The functional group index I_i was applied to quantitatively evaluate the comprehensive features of the different obvious characteristic peaks, which could help to explore the change in the detailed functional groups related to the moisture damage of asphalt binder. Obvious characteristic peaks with their functional group indexes are summarized in Figure 15a. It could be clearly found that the methylene group (=CH₂) held the largest absolute values of the functional group index which were mainly due to the consideration of the two characteristic peaks of 2923 and 2852 cm⁻¹. For the hydroxyl group (−OH) at 3425 cm⁻¹, great declines in the absolute values of the functional group index occurred inside the asphalt binder after water conditioning, while unremarkable absolute values of I_i for the other functional groups appeared as shown in Figure 15a.

Compared with the control group, the percent changes in the functional group indexes of the water-conditioned asphalt binder were further calculated to quantify the detailed changes. As shown in Figure 15b, the increase (percent change in I_i > 0) and the decrease (percent change in I_i < 0) in the functional group index values for the different functional groups can be clearly seen.
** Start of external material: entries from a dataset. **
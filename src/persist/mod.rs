//! Persistence Module
//!
//! Keeps a `CacheStore` synchronized with a JSON snapshot on disk.
//!
//! # Snapshot Format
//!
//! ```text
//! [
//!   ["key", { "value": ..., "insertedAt": 1700000000000, "lastAccessedAt": ..., "ttl": 60000, "size": 1 }],
//!   ...
//! ]
//! ```
//!
//! Pairs are ordered least recently used first. Unknown entry fields are kept.

mod adapter;
mod storage;

pub use adapter::{PersistOptions, PersistentCache};
pub use storage::{FsStorage, MemoryStorage, Storage};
Great changes occurred in methylbenzene (C₆H₆−CH₃) @ 1460 cm⁻¹, methyl (−CH₃) @ 1376 cm⁻¹, and benzene’s hydrogen-carbon (=C−H− of C₆H₆) @ 810 cm⁻¹, because their percent changes in I_i were larger than 100%, and their growth degree basically increased with conditioning duration and environmental severity. Similarly, the decrease in I_i indexes for the hydrogen-carbon bond (C−H) @ 735 cm⁻¹, double-bond carbon bond (C=C) and carbonyl groups (C=O) @ 1600 cm⁻¹ also exhibited this kind of trend. For the percent changes in the I_i indexes in the hydroxyl group (−OH) @ 3425 cm⁻¹ and methylene group (=CH₂) @ 2923 & 2852 cm⁻¹, their fluctuations showed a different trend which increased first but decreased later with conditioning duration and environmental severity. It might be one of the possible reasons why dynamic water environment conditioning made a trend of non-monotonic change on the asphalt binder’s rheological behaviors.

5. Conclusions

This study assessed the rheological behaviors and the damage mechanism of asphalt binder under the erosion of a dynamic pore water pressure environment using the DSR, BBR, and FTIR methods. Based on the analysis discussed above, the following conclusions can be obtained:

(a)

A longer conditioning duration is beneficial for the asphalt binder to recover its adhesion at the high temperature of 60 °C in MSCR tests, but the increasing pore water pressure magnitude of 60 psi held an opposite effect in this study.

(b)

The fatigue life of the asphalt binder at the medium temperature of 20 °C in the LAS tests decreased obviously with the conditioning duration and environmental severity of the dynamic pore water pressure, but the reducing rate gradually slowed down, while the groups of 50 psi−4000 cycles and 60 psi−4000 cycles held a comparable erosion effect.

(c)

The flexural stiffness modulus and relaxation modulus at the low temperature of −12 °C in the BBR tests exhibited an obvious decreasing trend with conditioning duration and environmental severity. The erosion effect on the asphalt binder was gradually enhanced, but it also exhibited a slightly more viscous performance.

(d)

Dynamic water environment conditioning induced obvious appearances of several main characteristic peaks in the FTIR absorbance spectra of the asphalt binder. The functional group indexes presented a trend of non-monotonic change with conditioning duration and environmental severity, which made the asphalt binder show complicated rheological behaviors such as non-monotonic variations in performance and the abnormal improving effect induced by dynamic pore water pressure conditioning.